→ Listed records
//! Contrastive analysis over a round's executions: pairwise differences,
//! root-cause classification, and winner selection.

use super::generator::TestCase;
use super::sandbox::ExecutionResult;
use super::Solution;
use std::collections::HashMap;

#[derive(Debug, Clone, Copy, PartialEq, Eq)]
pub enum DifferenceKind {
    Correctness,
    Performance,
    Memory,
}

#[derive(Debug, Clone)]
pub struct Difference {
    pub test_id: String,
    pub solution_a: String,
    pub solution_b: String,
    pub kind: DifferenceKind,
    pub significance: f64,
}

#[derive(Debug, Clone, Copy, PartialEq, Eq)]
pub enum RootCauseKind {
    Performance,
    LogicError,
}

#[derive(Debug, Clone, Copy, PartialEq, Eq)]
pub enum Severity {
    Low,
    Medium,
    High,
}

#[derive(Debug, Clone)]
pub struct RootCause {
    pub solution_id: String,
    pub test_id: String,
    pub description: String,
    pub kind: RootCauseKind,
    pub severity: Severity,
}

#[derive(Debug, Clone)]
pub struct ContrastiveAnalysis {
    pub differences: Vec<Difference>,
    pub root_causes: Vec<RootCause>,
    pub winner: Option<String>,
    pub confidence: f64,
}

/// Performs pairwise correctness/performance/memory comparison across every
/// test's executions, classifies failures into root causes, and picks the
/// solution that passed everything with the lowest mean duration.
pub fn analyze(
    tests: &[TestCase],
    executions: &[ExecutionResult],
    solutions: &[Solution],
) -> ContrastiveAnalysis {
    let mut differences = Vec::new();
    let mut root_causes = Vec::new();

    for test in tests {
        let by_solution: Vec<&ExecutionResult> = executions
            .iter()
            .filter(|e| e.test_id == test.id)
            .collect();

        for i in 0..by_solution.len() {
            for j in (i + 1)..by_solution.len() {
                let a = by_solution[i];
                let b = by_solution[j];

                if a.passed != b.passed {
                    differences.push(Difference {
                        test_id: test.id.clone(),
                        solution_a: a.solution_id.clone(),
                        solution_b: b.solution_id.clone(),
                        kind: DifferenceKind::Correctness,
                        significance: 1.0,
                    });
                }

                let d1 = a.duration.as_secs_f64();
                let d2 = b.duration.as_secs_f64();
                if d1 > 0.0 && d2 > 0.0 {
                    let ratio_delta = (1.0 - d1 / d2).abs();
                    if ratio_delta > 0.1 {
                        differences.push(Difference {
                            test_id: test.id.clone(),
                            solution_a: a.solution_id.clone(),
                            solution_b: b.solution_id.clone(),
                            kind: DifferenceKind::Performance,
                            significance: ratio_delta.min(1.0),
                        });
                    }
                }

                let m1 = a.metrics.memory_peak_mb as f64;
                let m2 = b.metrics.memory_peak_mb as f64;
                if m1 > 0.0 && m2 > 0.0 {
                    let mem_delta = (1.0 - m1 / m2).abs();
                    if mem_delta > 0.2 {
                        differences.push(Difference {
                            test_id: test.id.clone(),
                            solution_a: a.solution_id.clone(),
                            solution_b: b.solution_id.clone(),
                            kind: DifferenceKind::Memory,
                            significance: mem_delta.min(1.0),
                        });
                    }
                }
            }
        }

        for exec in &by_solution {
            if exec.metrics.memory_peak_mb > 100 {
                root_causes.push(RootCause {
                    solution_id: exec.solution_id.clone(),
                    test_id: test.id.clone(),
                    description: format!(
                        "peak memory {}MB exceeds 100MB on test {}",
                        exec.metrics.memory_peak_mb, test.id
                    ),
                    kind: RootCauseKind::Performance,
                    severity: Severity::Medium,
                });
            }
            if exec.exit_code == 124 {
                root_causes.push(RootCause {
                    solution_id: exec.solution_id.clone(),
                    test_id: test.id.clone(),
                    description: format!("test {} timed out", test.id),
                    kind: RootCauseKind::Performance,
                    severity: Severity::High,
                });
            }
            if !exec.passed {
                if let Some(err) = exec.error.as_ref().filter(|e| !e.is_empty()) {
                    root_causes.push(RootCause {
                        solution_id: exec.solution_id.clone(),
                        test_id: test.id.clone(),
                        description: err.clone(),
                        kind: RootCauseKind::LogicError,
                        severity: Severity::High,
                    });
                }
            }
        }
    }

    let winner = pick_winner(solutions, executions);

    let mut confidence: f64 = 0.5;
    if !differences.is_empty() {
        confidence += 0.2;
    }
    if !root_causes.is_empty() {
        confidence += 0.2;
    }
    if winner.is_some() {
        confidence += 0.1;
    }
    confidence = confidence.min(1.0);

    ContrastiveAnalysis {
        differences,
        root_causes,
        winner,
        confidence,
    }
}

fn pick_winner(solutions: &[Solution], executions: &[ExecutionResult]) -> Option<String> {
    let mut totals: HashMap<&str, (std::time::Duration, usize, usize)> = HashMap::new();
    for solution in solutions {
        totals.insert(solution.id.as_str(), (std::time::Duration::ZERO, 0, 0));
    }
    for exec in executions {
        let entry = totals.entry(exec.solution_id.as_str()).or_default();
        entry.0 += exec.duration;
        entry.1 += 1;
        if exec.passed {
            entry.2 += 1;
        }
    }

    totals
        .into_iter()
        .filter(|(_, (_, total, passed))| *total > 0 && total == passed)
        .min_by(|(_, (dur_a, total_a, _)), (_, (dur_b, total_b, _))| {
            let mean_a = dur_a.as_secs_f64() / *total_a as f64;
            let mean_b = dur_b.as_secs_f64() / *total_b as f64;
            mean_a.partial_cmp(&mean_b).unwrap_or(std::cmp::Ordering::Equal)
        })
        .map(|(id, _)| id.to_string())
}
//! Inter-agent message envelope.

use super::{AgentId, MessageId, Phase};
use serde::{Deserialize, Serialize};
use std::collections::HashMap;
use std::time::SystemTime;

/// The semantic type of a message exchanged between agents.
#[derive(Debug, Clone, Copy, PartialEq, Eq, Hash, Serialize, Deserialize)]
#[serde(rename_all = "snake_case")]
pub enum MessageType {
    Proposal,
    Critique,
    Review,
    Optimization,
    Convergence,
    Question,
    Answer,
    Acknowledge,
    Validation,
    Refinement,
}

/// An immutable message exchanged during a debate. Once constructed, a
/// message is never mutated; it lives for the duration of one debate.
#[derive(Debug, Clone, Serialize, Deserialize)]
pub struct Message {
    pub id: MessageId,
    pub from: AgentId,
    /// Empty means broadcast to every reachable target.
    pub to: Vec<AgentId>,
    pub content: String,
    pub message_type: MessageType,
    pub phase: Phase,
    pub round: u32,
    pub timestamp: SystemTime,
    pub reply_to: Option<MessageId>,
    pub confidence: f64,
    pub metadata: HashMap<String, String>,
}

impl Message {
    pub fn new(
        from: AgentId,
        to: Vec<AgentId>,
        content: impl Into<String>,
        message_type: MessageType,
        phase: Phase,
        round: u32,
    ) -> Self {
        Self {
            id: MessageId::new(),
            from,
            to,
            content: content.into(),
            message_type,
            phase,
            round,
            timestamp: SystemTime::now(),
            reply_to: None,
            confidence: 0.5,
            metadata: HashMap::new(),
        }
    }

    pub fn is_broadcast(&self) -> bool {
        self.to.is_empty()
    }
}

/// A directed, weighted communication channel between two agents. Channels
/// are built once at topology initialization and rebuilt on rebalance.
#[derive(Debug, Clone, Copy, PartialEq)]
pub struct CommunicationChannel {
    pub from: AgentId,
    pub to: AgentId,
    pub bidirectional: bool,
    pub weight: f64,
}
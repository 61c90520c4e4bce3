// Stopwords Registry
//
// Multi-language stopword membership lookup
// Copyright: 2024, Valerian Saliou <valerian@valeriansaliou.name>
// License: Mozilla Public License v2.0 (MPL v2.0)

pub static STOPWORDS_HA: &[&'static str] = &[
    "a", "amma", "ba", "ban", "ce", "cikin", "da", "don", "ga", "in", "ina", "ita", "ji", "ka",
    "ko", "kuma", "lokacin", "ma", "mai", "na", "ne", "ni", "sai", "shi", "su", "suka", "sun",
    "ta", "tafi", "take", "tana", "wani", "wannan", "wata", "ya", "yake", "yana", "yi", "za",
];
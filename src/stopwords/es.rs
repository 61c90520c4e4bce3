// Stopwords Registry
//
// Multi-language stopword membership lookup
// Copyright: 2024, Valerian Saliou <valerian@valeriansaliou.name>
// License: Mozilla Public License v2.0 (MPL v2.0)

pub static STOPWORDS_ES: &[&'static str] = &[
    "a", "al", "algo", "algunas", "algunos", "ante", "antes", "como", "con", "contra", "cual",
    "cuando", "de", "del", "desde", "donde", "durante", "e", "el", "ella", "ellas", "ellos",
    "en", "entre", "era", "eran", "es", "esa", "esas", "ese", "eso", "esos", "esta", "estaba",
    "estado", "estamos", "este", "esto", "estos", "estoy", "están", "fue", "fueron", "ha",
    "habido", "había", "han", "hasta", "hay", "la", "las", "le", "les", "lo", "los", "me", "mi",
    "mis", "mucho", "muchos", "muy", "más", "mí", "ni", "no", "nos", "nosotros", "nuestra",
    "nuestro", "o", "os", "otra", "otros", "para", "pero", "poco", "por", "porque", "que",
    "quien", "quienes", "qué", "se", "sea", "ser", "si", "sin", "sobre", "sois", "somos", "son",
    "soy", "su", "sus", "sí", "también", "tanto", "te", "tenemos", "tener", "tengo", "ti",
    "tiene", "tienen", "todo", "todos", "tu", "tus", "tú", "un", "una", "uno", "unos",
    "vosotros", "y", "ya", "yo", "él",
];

→ Problem to work on
Return only the lines of the records in which the string "enum" appears.

→ Task answer
pub enum DifferenceKind {
pub enum RootCauseKind {
pub enum Severity {
pub enum MessageType {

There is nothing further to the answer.